WORK TO BE COMPLETED >> The answer must be every line of the records below that contains the word "const", copied out.

RECORDS >>
# # # # # # #
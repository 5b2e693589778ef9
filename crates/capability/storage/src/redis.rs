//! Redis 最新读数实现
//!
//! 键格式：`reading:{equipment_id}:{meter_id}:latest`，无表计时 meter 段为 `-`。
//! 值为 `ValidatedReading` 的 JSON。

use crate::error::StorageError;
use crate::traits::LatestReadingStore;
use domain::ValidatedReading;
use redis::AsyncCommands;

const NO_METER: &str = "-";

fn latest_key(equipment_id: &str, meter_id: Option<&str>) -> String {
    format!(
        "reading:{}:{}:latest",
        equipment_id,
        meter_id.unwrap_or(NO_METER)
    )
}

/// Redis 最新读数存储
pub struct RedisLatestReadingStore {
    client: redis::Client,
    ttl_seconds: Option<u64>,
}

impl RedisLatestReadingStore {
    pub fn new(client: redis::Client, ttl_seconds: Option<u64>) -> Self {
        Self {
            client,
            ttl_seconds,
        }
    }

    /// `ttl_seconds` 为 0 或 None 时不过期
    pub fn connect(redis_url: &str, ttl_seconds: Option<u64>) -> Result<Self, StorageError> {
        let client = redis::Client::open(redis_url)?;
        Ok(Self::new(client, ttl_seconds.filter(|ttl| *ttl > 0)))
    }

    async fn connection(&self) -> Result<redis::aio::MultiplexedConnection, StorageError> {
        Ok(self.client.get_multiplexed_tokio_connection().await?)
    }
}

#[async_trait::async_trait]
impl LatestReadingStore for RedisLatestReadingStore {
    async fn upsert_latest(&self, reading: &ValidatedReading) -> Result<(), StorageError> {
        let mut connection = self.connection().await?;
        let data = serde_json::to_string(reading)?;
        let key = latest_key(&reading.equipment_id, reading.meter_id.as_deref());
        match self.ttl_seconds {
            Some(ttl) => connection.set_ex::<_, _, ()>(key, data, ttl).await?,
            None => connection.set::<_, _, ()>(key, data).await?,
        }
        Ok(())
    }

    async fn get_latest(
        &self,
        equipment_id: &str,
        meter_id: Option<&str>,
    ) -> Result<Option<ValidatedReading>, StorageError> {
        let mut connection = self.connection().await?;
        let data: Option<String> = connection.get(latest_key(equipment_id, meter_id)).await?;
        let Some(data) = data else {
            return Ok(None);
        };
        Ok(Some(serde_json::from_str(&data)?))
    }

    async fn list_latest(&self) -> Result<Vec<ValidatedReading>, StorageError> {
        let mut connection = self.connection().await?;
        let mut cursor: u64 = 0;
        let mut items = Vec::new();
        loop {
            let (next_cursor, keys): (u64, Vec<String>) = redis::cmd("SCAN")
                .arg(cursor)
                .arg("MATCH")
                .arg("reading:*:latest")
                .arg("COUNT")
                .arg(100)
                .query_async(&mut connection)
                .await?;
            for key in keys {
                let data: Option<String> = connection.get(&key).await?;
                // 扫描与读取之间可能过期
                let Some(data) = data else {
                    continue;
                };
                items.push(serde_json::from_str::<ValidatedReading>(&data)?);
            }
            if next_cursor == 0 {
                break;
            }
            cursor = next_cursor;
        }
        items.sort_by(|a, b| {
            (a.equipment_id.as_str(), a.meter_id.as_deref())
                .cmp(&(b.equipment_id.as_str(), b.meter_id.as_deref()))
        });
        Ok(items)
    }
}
# # # # # # #
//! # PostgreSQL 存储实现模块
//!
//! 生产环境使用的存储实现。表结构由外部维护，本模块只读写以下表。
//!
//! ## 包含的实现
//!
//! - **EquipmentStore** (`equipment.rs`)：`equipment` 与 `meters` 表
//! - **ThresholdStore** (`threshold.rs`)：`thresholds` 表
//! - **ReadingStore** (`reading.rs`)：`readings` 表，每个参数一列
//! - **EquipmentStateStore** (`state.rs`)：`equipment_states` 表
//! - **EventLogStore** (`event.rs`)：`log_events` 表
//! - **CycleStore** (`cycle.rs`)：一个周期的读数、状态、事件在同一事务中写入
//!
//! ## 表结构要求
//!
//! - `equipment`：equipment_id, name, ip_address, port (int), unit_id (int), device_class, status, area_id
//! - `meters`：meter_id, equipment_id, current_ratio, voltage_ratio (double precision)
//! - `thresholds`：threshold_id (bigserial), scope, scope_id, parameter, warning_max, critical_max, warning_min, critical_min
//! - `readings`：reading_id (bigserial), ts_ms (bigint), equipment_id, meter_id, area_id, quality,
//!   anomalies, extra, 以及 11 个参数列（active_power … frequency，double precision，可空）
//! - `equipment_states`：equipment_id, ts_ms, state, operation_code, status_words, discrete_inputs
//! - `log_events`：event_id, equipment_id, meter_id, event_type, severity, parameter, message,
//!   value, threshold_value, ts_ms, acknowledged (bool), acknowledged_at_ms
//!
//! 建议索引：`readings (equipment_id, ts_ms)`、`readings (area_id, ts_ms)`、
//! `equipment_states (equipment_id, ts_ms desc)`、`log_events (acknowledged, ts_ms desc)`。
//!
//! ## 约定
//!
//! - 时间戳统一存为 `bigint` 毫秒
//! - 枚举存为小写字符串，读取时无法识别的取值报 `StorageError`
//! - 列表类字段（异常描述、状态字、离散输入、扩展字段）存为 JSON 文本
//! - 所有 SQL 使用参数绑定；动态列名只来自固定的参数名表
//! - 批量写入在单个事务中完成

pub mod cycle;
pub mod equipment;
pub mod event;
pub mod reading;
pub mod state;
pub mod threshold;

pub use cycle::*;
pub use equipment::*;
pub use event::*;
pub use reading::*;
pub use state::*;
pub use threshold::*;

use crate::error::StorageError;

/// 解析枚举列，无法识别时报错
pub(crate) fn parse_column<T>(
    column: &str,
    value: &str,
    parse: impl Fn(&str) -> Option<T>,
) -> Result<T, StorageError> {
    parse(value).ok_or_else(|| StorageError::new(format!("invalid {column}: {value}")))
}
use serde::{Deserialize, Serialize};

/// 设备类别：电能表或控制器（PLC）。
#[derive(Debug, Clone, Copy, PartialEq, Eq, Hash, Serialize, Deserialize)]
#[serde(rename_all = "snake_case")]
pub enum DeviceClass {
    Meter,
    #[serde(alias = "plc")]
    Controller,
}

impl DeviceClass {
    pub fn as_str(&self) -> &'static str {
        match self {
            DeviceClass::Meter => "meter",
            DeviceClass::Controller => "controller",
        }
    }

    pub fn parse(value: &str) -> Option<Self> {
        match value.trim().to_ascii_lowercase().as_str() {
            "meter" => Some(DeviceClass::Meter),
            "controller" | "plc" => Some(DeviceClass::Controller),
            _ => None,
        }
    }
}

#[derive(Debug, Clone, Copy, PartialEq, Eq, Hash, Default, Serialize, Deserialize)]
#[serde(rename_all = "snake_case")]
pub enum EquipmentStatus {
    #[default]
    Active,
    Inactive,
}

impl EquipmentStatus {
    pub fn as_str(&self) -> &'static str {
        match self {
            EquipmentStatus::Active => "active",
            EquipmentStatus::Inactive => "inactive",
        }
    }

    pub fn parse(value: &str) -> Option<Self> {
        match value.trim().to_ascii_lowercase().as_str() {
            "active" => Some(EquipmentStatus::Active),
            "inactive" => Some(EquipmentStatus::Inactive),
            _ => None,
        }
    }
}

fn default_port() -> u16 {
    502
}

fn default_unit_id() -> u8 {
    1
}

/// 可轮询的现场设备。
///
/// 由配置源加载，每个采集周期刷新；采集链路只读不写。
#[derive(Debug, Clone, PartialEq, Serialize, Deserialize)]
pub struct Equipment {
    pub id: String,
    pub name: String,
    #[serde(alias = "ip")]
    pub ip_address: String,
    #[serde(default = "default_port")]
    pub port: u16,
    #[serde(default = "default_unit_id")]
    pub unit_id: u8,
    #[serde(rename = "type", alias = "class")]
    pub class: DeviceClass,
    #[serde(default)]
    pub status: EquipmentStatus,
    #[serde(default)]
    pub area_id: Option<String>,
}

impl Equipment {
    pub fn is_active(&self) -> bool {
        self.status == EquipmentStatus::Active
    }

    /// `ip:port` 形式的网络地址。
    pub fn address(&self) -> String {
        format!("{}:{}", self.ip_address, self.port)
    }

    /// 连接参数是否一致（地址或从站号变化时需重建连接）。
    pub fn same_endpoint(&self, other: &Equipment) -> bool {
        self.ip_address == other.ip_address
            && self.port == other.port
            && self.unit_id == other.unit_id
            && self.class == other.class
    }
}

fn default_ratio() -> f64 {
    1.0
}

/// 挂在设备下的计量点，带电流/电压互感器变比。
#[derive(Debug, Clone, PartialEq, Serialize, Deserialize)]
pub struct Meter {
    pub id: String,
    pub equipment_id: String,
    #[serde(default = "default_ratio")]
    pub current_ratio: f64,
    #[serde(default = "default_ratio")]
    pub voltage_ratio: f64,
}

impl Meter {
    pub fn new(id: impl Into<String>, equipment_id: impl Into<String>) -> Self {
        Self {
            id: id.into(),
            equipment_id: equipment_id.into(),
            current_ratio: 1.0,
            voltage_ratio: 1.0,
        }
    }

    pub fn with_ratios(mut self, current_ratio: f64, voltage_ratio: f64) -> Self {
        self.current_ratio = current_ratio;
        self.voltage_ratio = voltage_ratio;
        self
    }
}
# # # # # # #
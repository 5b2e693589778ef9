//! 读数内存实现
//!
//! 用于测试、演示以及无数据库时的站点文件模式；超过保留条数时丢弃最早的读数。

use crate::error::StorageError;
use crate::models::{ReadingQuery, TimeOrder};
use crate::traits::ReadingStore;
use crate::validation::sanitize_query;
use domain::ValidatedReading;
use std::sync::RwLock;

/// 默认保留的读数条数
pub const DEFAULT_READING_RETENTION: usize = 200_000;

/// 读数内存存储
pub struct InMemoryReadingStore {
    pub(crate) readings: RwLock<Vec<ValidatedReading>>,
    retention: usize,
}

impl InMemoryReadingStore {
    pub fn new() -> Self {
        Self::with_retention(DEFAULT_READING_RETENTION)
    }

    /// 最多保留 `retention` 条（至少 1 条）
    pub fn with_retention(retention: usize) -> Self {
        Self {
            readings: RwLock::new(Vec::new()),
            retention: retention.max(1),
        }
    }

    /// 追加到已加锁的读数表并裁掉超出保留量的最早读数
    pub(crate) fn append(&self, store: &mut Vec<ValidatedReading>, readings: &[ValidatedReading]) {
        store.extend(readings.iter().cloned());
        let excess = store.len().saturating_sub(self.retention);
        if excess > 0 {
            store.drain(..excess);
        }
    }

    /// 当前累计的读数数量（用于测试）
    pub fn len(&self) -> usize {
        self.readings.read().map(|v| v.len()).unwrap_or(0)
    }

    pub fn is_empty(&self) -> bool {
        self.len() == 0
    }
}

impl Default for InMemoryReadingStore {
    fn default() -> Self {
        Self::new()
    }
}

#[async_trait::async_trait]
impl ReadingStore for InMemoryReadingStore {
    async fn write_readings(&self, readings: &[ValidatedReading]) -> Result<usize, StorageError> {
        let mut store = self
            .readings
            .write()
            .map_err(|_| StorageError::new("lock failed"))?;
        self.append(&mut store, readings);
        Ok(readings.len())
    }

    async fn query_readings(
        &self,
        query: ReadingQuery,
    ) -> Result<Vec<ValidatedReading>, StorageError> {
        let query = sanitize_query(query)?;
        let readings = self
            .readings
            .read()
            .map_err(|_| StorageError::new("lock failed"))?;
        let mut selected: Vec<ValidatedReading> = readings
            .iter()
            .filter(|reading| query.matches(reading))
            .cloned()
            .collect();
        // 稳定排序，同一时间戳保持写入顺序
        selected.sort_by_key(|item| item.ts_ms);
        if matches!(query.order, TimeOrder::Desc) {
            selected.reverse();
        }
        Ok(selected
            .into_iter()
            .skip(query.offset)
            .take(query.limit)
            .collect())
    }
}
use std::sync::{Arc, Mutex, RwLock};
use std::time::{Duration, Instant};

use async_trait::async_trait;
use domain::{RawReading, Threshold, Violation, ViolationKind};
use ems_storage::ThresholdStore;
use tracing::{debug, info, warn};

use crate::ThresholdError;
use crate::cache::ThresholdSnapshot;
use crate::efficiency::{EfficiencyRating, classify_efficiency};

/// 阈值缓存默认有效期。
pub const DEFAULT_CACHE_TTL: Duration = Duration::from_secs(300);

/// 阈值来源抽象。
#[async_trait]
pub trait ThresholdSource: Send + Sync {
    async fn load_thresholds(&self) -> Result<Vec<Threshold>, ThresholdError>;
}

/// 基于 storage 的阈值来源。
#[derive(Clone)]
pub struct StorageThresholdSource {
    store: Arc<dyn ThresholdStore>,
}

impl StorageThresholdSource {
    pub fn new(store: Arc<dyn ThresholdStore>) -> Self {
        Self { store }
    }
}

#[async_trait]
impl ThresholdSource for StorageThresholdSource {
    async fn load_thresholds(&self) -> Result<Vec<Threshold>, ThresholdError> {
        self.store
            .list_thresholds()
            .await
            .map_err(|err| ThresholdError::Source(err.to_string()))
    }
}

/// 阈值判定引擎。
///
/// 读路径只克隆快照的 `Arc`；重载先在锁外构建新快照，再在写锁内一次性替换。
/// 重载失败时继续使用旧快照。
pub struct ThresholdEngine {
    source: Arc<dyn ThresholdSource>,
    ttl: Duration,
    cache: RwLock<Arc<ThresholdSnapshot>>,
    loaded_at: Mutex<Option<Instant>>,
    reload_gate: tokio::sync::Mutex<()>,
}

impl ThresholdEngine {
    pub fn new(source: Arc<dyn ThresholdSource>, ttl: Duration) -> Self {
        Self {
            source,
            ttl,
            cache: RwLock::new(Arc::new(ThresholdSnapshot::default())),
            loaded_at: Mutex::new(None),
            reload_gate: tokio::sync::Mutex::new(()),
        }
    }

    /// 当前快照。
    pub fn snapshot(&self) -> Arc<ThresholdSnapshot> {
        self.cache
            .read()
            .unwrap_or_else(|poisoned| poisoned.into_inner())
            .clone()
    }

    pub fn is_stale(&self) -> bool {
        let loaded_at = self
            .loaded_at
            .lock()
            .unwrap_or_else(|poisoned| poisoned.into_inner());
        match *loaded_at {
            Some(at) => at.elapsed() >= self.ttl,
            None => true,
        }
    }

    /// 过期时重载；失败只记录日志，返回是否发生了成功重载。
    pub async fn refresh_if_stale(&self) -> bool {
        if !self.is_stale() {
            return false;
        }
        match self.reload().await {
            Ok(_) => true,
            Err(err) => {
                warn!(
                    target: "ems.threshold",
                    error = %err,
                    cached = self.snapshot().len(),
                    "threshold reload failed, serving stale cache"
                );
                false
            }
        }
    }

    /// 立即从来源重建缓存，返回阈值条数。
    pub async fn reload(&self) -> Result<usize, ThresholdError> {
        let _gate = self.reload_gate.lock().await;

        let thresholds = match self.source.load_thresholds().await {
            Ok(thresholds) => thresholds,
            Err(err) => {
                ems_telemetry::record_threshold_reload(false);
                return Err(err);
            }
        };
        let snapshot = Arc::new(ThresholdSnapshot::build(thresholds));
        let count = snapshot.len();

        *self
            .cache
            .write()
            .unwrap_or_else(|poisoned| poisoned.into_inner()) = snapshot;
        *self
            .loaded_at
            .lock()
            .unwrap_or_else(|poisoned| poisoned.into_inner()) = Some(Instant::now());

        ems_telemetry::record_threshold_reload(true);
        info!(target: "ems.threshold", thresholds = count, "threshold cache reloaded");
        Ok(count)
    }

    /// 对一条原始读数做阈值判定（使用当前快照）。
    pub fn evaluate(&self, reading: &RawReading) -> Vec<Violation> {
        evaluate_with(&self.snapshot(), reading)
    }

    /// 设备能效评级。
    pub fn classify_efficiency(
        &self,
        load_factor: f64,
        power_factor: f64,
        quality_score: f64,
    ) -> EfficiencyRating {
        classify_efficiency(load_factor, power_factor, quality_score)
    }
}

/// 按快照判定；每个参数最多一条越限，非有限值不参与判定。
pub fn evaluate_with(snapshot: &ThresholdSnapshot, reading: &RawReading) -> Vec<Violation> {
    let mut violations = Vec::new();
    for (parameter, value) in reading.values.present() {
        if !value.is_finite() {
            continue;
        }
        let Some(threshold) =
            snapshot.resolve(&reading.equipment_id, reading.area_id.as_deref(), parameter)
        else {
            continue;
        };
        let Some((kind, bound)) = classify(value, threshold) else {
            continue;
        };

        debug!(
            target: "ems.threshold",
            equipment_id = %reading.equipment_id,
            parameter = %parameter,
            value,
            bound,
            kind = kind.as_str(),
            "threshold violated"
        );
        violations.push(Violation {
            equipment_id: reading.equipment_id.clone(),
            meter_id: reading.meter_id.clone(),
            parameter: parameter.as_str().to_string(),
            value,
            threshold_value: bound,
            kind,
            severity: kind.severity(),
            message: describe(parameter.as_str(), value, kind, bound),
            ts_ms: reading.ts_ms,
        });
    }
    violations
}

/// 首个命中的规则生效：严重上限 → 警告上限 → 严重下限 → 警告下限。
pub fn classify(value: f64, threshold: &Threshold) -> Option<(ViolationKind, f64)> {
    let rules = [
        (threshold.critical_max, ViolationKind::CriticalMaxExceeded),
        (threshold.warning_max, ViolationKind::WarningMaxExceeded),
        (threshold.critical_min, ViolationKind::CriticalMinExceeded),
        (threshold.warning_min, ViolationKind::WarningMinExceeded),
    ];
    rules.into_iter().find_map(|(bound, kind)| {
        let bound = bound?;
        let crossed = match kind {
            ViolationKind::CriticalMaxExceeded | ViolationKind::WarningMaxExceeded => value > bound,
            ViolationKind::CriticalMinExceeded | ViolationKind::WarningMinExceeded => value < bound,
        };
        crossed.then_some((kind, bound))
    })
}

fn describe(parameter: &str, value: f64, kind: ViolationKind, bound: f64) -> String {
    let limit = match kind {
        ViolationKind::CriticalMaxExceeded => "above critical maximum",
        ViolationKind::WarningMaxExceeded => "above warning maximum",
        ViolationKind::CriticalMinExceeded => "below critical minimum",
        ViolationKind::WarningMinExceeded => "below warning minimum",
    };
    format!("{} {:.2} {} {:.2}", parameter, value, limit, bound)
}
# # # # # # #
RESULT OF THE TASK >>
const NO_METER: &str = "-";
pub const DEFAULT_READING_RETENTION: usize = 200_000;
pub const DEFAULT_CACHE_TTL: Duration = Duration::from_secs(300);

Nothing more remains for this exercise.